Migos were scheduled to perform, however pulled out of the festival and were replaced with Sheck Wes and Rich The Kid.

30,000 attended the event making it New Zealand's largest festival.

==== South ====
Bay Dreams South 2019 launched on 4 January 2019. It featured Tash Sultana, Shapeshifter, Sticky Fingers, Peking Duk, Suicideboys, Macky Gee, Pnau, Katchafire.

20,000 attended this first event making it the largest festival in the South Island.

===2020===
Bay Dreams 2020 took place in Tauranga on 2 January and in Nelson on 4 January. Both events featured headlining act Tyler, The Creator, as well as Skepta, Yelawolf, Ocean Alley, Gunna, Cordae, and more.

===2021===
Bay Dreams 2021 was held in Tauranga on 3 January and in Nelson on 5 January. Both events featured headlining DJ sets from Peking Duk, Sub Focus, and Dimension among others.

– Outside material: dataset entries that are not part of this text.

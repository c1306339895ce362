//! Activity log repository
//!
//! Append-only. The store rejects any UPDATE or DELETE on `activity_log`
//! through triggers, so this repository only ever inserts and reads.

use chrono::{DateTime, Utc};
use sqlx::{FromRow, QueryBuilder, Sqlite};
use tracing::{debug, instrument};

use core_kernel::{ActivityLogId, UserId};
use domain_case::activity::MAX_ACTIVITY_LIMIT;
use domain_case::{ActivityLogEntry, ActivityQuery, EntityRef, NewActivity};

use super::require_user;
use crate::codec::{from_json, parse_enum, to_json};
use crate::error::{classify, DatabaseError};
use crate::pool::DatabasePool;

const ENTITY: &str = "ActivityLogEntry";

const COLUMNS: &str =
    "id, user_id, action_type, entity_type, entity_id, description, changes, ip_address, timestamp";

#[derive(Debug, FromRow)]
struct ActivityRow {
    id: i64,
    user_id: i64,
    action_type: String,
    entity_type: Option<String>,
    entity_id: Option<i64>,
    description: String,
    changes: Option<String>,
    ip_address: Option<String>,
    timestamp: DateTime<Utc>,
}

impl TryFrom<ActivityRow> for ActivityLogEntry {
    type Error = DatabaseError;

    fn try_from(row: ActivityRow) -> Result<Self, Self::Error> {
        let entity = match (row.entity_type, row.entity_id) {
            (Some(kind), Some(id)) => Some(EntityRef::new(parse_enum("entity_type", &kind)?, id)),
            _ => None,
        };
        Ok(ActivityLogEntry {
            id: ActivityLogId::new(row.id),
            actor: UserId::new(row.user_id),
            action_type: parse_enum("action_type", &row.action_type)?,
            entity,
            description: row.description,
            changes: row.changes.as_deref().map(|c| from_json("changes", c)).transpose()?,
            ip_address: row.ip_address,
            timestamp: row.timestamp,
        })
    }
}

/// Repository for the audit trail
#[derive(Debug, Clone)]
pub struct ActivityLogRepository {
    pool: DatabasePool,
}

impl ActivityLogRepository {
    pub fn new(pool: DatabasePool) -> Self {
        Self { pool }
    }

    /// Appends one entry stamped with the current time
    ///
    /// # Errors
    ///
    /// * `Validation` - the actor is unknown or the description is blank
    #[instrument(skip(self, activity), fields(actor = %activity.actor, action = %activity.action_type))]
    pub async fn record(&self, activity: NewActivity) -> Result<ActivityLogEntry, DatabaseError> {
        activity.validate().map_err(|e| DatabaseError::invalid(ENTITY, e))?;
        let changes = activity
            .changes
            .as_ref()
            .map(|c| to_json("changes", c))
            .transpose()?;

        let timestamp = Utc::now();
        let mut tx = self.pool.begin().await?;
        require_user(&mut tx, ENTITY, "user_id", activity.actor).await?;

        let id: i64 = sqlx::query_scalar(
            r#"
            INSERT INTO activity_log (user_id, action_type, entity_type, entity_id, description,
                                      changes, ip_address, timestamp)
            VALUES (?, ?, ?, ?, ?, ?, ?, ?)
            RETURNING id
            "#,
        )
        .bind(activity.actor.get())
        .bind(activity.action_type.as_str())
        .bind(activity.entity.map(|e| e.entity_type.as_str()))
        .bind(activity.entity.map(|e| e.entity_id))
        .bind(&activity.description)
        .bind(changes)
        .bind(&activity.ip_address)
        .bind(timestamp)
        .fetch_one(&mut *tx)
        .await
        .map_err(classify)?;
        tx.commit().await?;

        debug!(activity_id = id, "Activity recorded");
        Ok(ActivityLogEntry {
            id: ActivityLogId::new(id),
            actor: activity.actor,
            action_type: activity.action_type,
            entity: activity.entity,
            description: activity.description,
            changes: activity.changes,
            ip_address: activity.ip_address,
            timestamp,
        })
    }

    /// Most recent entries, optionally for one actor, newest first
    pub async fn query(&self, query: &ActivityQuery) -> Result<Vec<ActivityLogEntry>, DatabaseError> {
        let mut sql = QueryBuilder::<Sqlite>::new(format!("SELECT {} FROM activity_log WHERE 1=1", COLUMNS));
        if let Some(actor) = query.actor {
            sql.push(" AND user_id = ").push_bind(actor.get());
        }
        sql.push(" ORDER BY timestamp DESC, id DESC LIMIT ")
            .push_bind(query.effective_limit());

        let rows = sql.build_query_as::<ActivityRow>().fetch_all(&self.pool).await?;
        debug!(count = rows.len(), "Queried activity log");
        rows.into_iter().map(ActivityLogEntry::try_from).collect()
    }

    /// History of one record, newest first
    pub async fn for_entity(&self, entity: EntityRef, limit: i64) -> Result<Vec<ActivityLogEntry>, DatabaseError> {
        let rows = sqlx::query_as::<_, ActivityRow>(&format!(
            "SELECT {} FROM activity_log WHERE entity_type = ? AND entity_id = ? \
             ORDER BY timestamp DESC, id DESC LIMIT ?",
            COLUMNS
        ))
        .bind(entity.entity_type.as_str())
        .bind(entity.entity_id)
        .bind(limit.clamp(1, MAX_ACTIVITY_LIMIT))
        .fetch_all(&self.pool)
        .await?;
        rows.into_iter().map(ActivityLogEntry::try_from).collect()
    }
}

They also featured sets from artists and bands such as EarthGang, HP Boyz, Dave Dobbyn, Katchafire, Home Brew, Melodownz, and more. The Nelson event also featured a set from L.A.B.

===2022===
The 2022 event was eventually cancelled in light of the ongoing COVID-19 Pandemic.

The line-up planned to include: Netsky, Chase & Status, Tash Sultana, Hybrid Minds, Blindspott, and more.

===2023===
The 2023 event occurred on 3 January (Mount Maunganui) and 5 January 2023 (Nelson).

The line-up included: Diplo, Denzel Curry, Freddie Gibbs, Hybrid Minds Outlines, ONEFOUR, KOVEN, SG Lewis, Sticky Fingers and more.

===2024===
In 2024 the South Island event was relocated to Queenstown.

The 2024 event occurred on 3 January (Mount Maunganui) and 5 January 2023 (Queenstown).

The line-up included: Quavo, Sigma, Bad Boy Chiller Crew, Vibe Chemistry b2b Alcemist, Lucille Croft, and DJ Skepsis.